What Next for Sport After Cycling's Technology Doping Shame?

By Gary Cutlack on at

This weekend the group that monitors and operates much of the pro cycling world confirmed it had uncovered the first definite case of "technological fraud," with a rider in a cyclocross event found guilty of having an actual motor inside one of her bikes. Quotes from the rider's dad claim innocence, and that a bike exactly like his daughter's -- but with a motor in the crank -- was entirely innocently brought along to the event to be used as a spare.

This likely story will have those that made wild accusations about Chris Froome during his Tour de France wins saying "Aah, we told you so!" as more shameful evidence of the lengths sportspeople go to in order to win is unearthed. Italian paper Gazzetta dello Sport has made some pretty wild new claims about pro cycling doping too, suggesting that €200,000 (£150k) wheels containing electromagnets are the current secret power source of choice among cheats, handing the rider a power boost of up to 60 watts.
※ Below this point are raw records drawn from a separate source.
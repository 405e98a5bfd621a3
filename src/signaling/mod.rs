//! Signaling client/service (C2): assigns context ids, assigns per-context
//! vaddrs, resolves vaddr -> URI.

mod client;
mod protocol;
mod service;

pub use client::SignalingClient;
pub use protocol::{SignalingRequest, SignalingResponse};
pub use service::SignalingService;
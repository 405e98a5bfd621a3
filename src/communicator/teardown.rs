//! Shutdown: tell every reader thread to stop, join them, then release the
//! initial context with signaling.
//!
//! The source codebase's teardown sends one `Close`-equivalent message per
//! peer connection and lets each reader exit on its own; `split_context`
//! generalizes that here to every data and control socket we hold, not just
//! a loopback pair, since a plain `TcpStream` mesh has one reader thread per
//! physical connection rather than the original's two multiplexed ones.

use crate::error::GraybatError;
use crate::frame::MsgType;

use super::sockets::Channel;
use super::Communicator;

impl Communicator {
    /// Consumes the communicator: broadcasts `Destruct` on every socket,
    /// joins every reader thread, then leaves the initial context.
    pub fn shutdown(self) -> Result<(), GraybatError> {
        let size = self.global_context.size() as u32;
        for vaddr in 0..size {
            let msg_id = self.next_msg_id();
            if let Err(e) = self.sockets.write_frame(
                vaddr,
                Channel::Data,
                MsgType::Destruct,
                msg_id,
                self.global_context.id(),
                self.global_context.vaddr(),
                0,
                Vec::new(),
            ) {
                log::warn!("failed to send data Destruct to vaddr {}: {}", vaddr, e);
            }
            let msg_id = self.next_msg_id();
            if let Err(e) = self.sockets.write_frame(
                vaddr,
                Channel::Ctrl,
                MsgType::Destruct,
                msg_id,
                self.global_context.id(),
                self.global_context.vaddr(),
                0,
                Vec::new(),
            ) {
                log::warn!("failed to send control Destruct to vaddr {}: {}", vaddr, e);
            }
        }

        for handle in self.data_threads.lock().unwrap().drain(..) {
            let _ = handle.join();
        }
        for handle in self.ctrl_threads.lock().unwrap().drain(..) {
            let _ = handle.join();
        }

        self.signaling.leave_context(&self.config.context_name)
    }
}
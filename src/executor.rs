use crate::Errors;
use anyhow::Result;
use log::debug;
use rayon::{ThreadPool, ThreadPoolBuilder};
use std::sync::Arc;

/// Selects the execution path of the IoU and NMS kernels
///
/// The sequential executor runs the kernels on the calling thread. A parallel
/// executor owns a dedicated thread pool; it is immutable once built and may be
/// shared by concurrent calls.
///
#[derive(Clone, Debug, Default)]
pub struct Executor {
    pool: Option<Arc<ThreadPool>>,
}

impl Executor {
    pub fn sequential() -> Self {
        Self::default()
    }

    /// Parallel executor with one worker per logical CPU
    ///
    /// Fails with [`Errors::ParallelUnavailable`] on machines that report a single CPU.
    ///
    pub fn parallel() -> Result<Self> {
        ExecutorBuilder::default().build()
    }

    pub fn is_parallel(&self) -> bool {
        self.pool.is_some()
    }

    /// Worker threads available to the kernels
    ///
    pub fn threads(&self) -> usize {
        self.pool.as_ref().map_or(1, |p| p.current_num_threads())
    }

    /// Runs `op` inside the executor's pool, or on the calling thread for the sequential executor
    ///
    pub(crate) fn install<OP, R>(&self, op: OP) -> R
    where
        OP: FnOnce() -> R + Send,
        R: Send,
    {
        match &self.pool {
            Some(pool) => pool.install(op),
            None => op(),
        }
    }
}

/// Builder for the parallel [`Executor`]
///
pub struct ExecutorBuilder {
    threads: usize,
    require_hardware_parallelism: bool,
}

/// Default builder
/// threads count is set to number cpu cores (threads)
///
impl Default for ExecutorBuilder {
    fn default() -> Self {
        Self::new(num_cpus::get())
    }
}

impl ExecutorBuilder {
    /// Creates a new builder
    ///
    /// # Parameters
    /// * `threads` - number of worker threads in the pool, must be positive.
    ///
    /// The machine is required to report at least 2 CPUs unless
    /// [`ExecutorBuilder::require_hardware_parallelism`] turns the check off.
    ///
    pub fn new(threads: usize) -> Self {
        ExecutorBuilder {
            threads,
            require_hardware_parallelism: true,
        }
    }

    /// When set (the default), building fails on machines that report a single CPU.
    /// When cleared, the pool is built anyway and its workers share the single CPU.
    ///
    pub fn require_hardware_parallelism(mut self, require: bool) -> Self {
        self.require_hardware_parallelism = require;
        self
    }

    pub fn build(self) -> Result<Executor> {
        if self.threads == 0 {
            return Err(
                Errors::ParallelUnavailable("zero worker threads requested".to_string()).into(),
            );
        }

        let cpus = num_cpus::get();
        if self.require_hardware_parallelism && cpus < 2 {
            return Err(Errors::ParallelUnavailable(format!(
                "the machine reports {} CPU, at least 2 are required",
                cpus
            ))
            .into());
        }

        let pool = ThreadPoolBuilder::new()
            .num_threads(self.threads)
            .thread_name(|i| format!("rbox-worker-{}", i))
            .build()
            .map_err(|e| Errors::ParallelUnavailable(e.to_string()))?;

        debug!(
            "Parallel executor is built: {} threads on {} CPUs",
            self.threads, cpus
        );

        Ok(Executor {
            pool: Some(Arc::new(pool)),
        })
    }
}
We've previously had low-friction swimming costumes powering swimmers to new world records, and the bizarre practise of boosting -- deliberate self-harm -- powering paralympic athletes to better performances, proving that any advance, technical or medical, will be used to win.

So maybe we should have three leagues for all sports. A non-cheating league full of people who are tested and monitored -- the Human Classic Division, perhaps -- then a second Blind Eye League where anything goes and drugs are fine and the men all have acne and legs like railway sleepers. There could then be a third Tech League where athletes augmented by exoskeletons compete, with robot limbs launching high jumpers 25 metres into the air, cloaked drones capturing and powering the javelin, plus cyclists all making suspicious whining and chugging sounds as they top Mont Ventoux at 45mph. Google would almost certainly stump up the money to sponsor it all.

If we can't enjoy cheat-free sport, we might as well at least get some fun out of it by seeing how far the freaks can push their bodies. Some heads might actually explode, and as Formula 1 has proven, as long as the show is exciting we don't really mind if someone wins thanks to simply having the best technology behind them.